Saturday, October 27, 2012

Monads in C++

In my last two articles, I discussed fmap in C++. At the end, I implemented it with a solution of tag dispatch and a type class, calling it type-class dispatch. Today I want to talk about the next step: monads. Familiarity with fmap is required, but not monads or Haskell. I will be using the same type-class dispatch code here as in the last post, but without explanation.

struct sequence_tag {};
struct pointer_tag {};

template< class X >
X category( ... );

template< class S >
auto category( const S& s ) -> decltype( std::begin(s), sequence_tag() );

template< class Ptr >
auto category( const Ptr& p ) -> decltype( *p, p==nullptr, pointer_tag() );

Monads are scary. Or at least they seem scary. People talk about them like they are. In reality, they are not much more complicated than Functors, being very similar. Previously, the problem was that we have a function f and a Functor, F(x). fmap simply allowed us to apply f to the data inside the Functor. Monads do the same thing, except that f is monad-aware and returns a monad of the correct type. For example, with fmap we might write

std::unique_ptr<int> p( new int(5) );
auto f = []( int x ) { return -x; };
std::unique_ptr<int> q = fmap( f, p );

and we know that (*q) = -(*p). What if f knew that we wanted to have a unique_ptr returned? Well, then we could use the monad's version of fmap, which I'll refer to as mbind (monad bind).

std::unique_ptr<int> p( new int(5) );
auto f = []( int x ) { 
  return std::unique_ptr<int>( new int(-x) ); 
};
std::unique_ptr<int> q = mbind( f, p );

So what is a Monad? Almost the same as what a Functor is!

    If fmap(f,F(x)) = F(f(x)),
        then mbind(f,M(x)) = f(x), or something like that.

Monads can be std::vectors or std::unique_ptrs, std::pairs; the limit is your imagination.
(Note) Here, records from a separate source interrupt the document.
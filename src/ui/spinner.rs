//! Progress spinners.

use indicatif::{ProgressBar, ProgressStyle};
use std::time::Duration;

use super::SpinnerHandle;

/// A progress spinner shown while a quiet command runs.
pub struct ProgressSpinner {
    bar: ProgressBar,
}

impl ProgressSpinner {
    /// Create a new spinner with a message.
    pub fn new(message: &str) -> Self {
        let bar = ProgressBar::new_spinner();
        if let Ok(style) = ProgressStyle::default_spinner()
            .tick_chars("⠋⠙⠹⠸⠼⠴⠦⠧⠇⠏ ")
            .template("{spinner:.cyan} {msg}")
        {
            bar.set_style(style);
        }
        bar.set_message(message.to_string());
        bar.enable_steady_tick(Duration::from_millis(80));

        Self { bar }
    }

    /// Create a spinner that doesn't show (for silent mode).
    pub fn hidden() -> Self {
        Self {
            bar: ProgressBar::hidden(),
        }
    }
}

impl SpinnerHandle for ProgressSpinner {
    fn finish_clear(&mut self) {
        self.bar.finish_and_clear();
    }
}

impl Drop for ProgressSpinner {
    fn drop(&mut self) {
        if !self.bar.is_finished() {
            self.bar.finish_and_clear();
        }
    }
}
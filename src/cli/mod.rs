//! Command-line interface for addon-build.
//!
//! - [`args`] - Argument definitions using clap derive macros
//! - [`build`] - The build command

pub mod args;
pub mod build;

pub use args::Cli;
pub use build::{BuildCommand, CommandResult};
//! Visual theme and styling.

use console::Style;

/// Terminal styles used for status lines.
#[derive(Debug, Clone)]
pub struct AddonTheme {
    /// Style for success messages (green).
    pub success: Style,
    /// Style for warning messages (orange).
    pub warning: Style,
    /// Style for error messages (red bold).
    pub error: Style,
}

impl Default for AddonTheme {
    fn default() -> Self {
        Self::new()
    }
}

impl AddonTheme {
    /// Create the default theme.
    pub fn new() -> Self {
        Self {
            success: Style::new().green(),
            warning: Style::new().color256(208),
            error: Style::new().red().bold(),
        }
    }

    /// Create a theme without colors (for non-TTY or --no-color).
    pub fn plain() -> Self {
        Self {
            success: Style::new(),
            warning: Style::new(),
            error: Style::new(),
        }
    }

    /// Format a success message (icon + text in green).
    pub fn format_success(&self, msg: &str) -> String {
        format!("{}", self.success.apply_to(format!("✓ {}", msg)))
    }

    /// Format a warning message (icon + text in orange).
    pub fn format_warning(&self, msg: &str) -> String {
        format!("{}", self.warning.apply_to(format!("⚠ {}", msg)))
    }

    /// Format an error message (icon + text in red bold).
    pub fn format_error(&self, msg: &str) -> String {
        format!("{}", self.error.apply_to(format!("✗ {}", msg)))
    }
}

/// Check if colors should be enabled.
pub fn should_use_colors() -> bool {
    // Check NO_COLOR env var (https://no-color.org/)
    if std::env::var_os("NO_COLOR").is_some() {
        return false;
    }

    console::Term::stdout().is_term()
}
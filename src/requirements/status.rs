//! Tool probe results.
//!
//! Each probe produces a [`ToolProbe`] describing whether an executable
//! resolved on the search path and which version it reported.

use regex::Regex;
use std::fmt;
use std::path::PathBuf;
use std::sync::LazyLock;

static RE_SEMVER: LazyLock<Regex> =
    LazyLock::new(|| Regex::new(r"v?(\d+\.\d+\.\d+)").expect("semver pattern is valid"));

/// Version reported by a tool's `--version` query.
#[derive(Debug, Clone, PartialEq, Eq)]
pub enum ToolVersion {
    /// The query succeeded; holds the normalized version string.
    Detected(String),
    /// The tool is missing, the query failed, or it printed nothing.
    Unavailable,
}

impl ToolVersion {
    /// Build from the captured output of a version query.
    pub fn from_output(output: Option<String>) -> Self {
        match output {
            Some(raw) if !raw.trim().is_empty() => Self::Detected(normalize_version(&raw)),
            _ => Self::Unavailable,
        }
    }
}

impl fmt::Display for ToolVersion {
    fn fmt(&self, f: &mut fmt::Formatter<'_>) -> fmt::Result {
        match self {
            Self::Detected(v) => f.write_str(v),
            Self::Unavailable => f.write_str("unknown version"),
        }
    }
}

/// Normalize version output to `vX.Y.Z`.
///
/// `node` prints `v22.19.0`, `npm` prints `10.9.3`; both render as `v…`.
/// Output without a semver is returned as its first non-empty line.
pub fn normalize_version(raw: &str) -> String {
    if let Some(caps) = RE_SEMVER.captures(raw) {
        return format!("v{}", &caps[1]);
    }

    raw.lines()
        .map(str::trim)
        .find(|l| !l.is_empty())
        .unwrap_or_default()
        .to_string()
}

/// The result of probing a single tool.
#[derive(Debug, Clone)]
pub struct ToolProbe {
    /// Name the tool was looked up by.
    pub name: String,
    /// Resolved executable, if found on the search path.
    pub path: Option<PathBuf>,
    /// Reported version.
    pub version: ToolVersion,
}

impl ToolProbe {
    /// Whether the executable resolved on the search path.
    pub fn is_present(&self) -> bool {
        self.path.is_some()
    }
}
Monads have one more ability: to construct a type, M(x), given an x, with a function called return. But return means two different things in Haskell and C++, so I'll use the term mreturn. This is a pretty simple concept--we can rewrite the above example like so:

std::unique_ptr<int> p( new int(5) );
auto f = []( int x ) { return mreturn(-x); };
std::unique_ptr<int> q = mbind( f, p );

In this example, mreturn is a function that takes an int and returns an std::unique_ptr<int>.

And so we have two basic operations:

    auto m = mreturn<M>(x); // creates an M<X>
    mbind( f, m ); // Applies f to x.

And we know

    auto p = mreturn<unique_ptr>(3); // will create a unique_ptr<int>.
    mbind( f, p ); // is equivalent to f(*p)

And we'll consider, for the moment, that a Monad is a type for which this operation is defined.

I'll implement this much the same way I did fmap. We start with a free function, mbind, which maps to the static member function Monad::mbind, and mreturn which maps to Monad::mreturn.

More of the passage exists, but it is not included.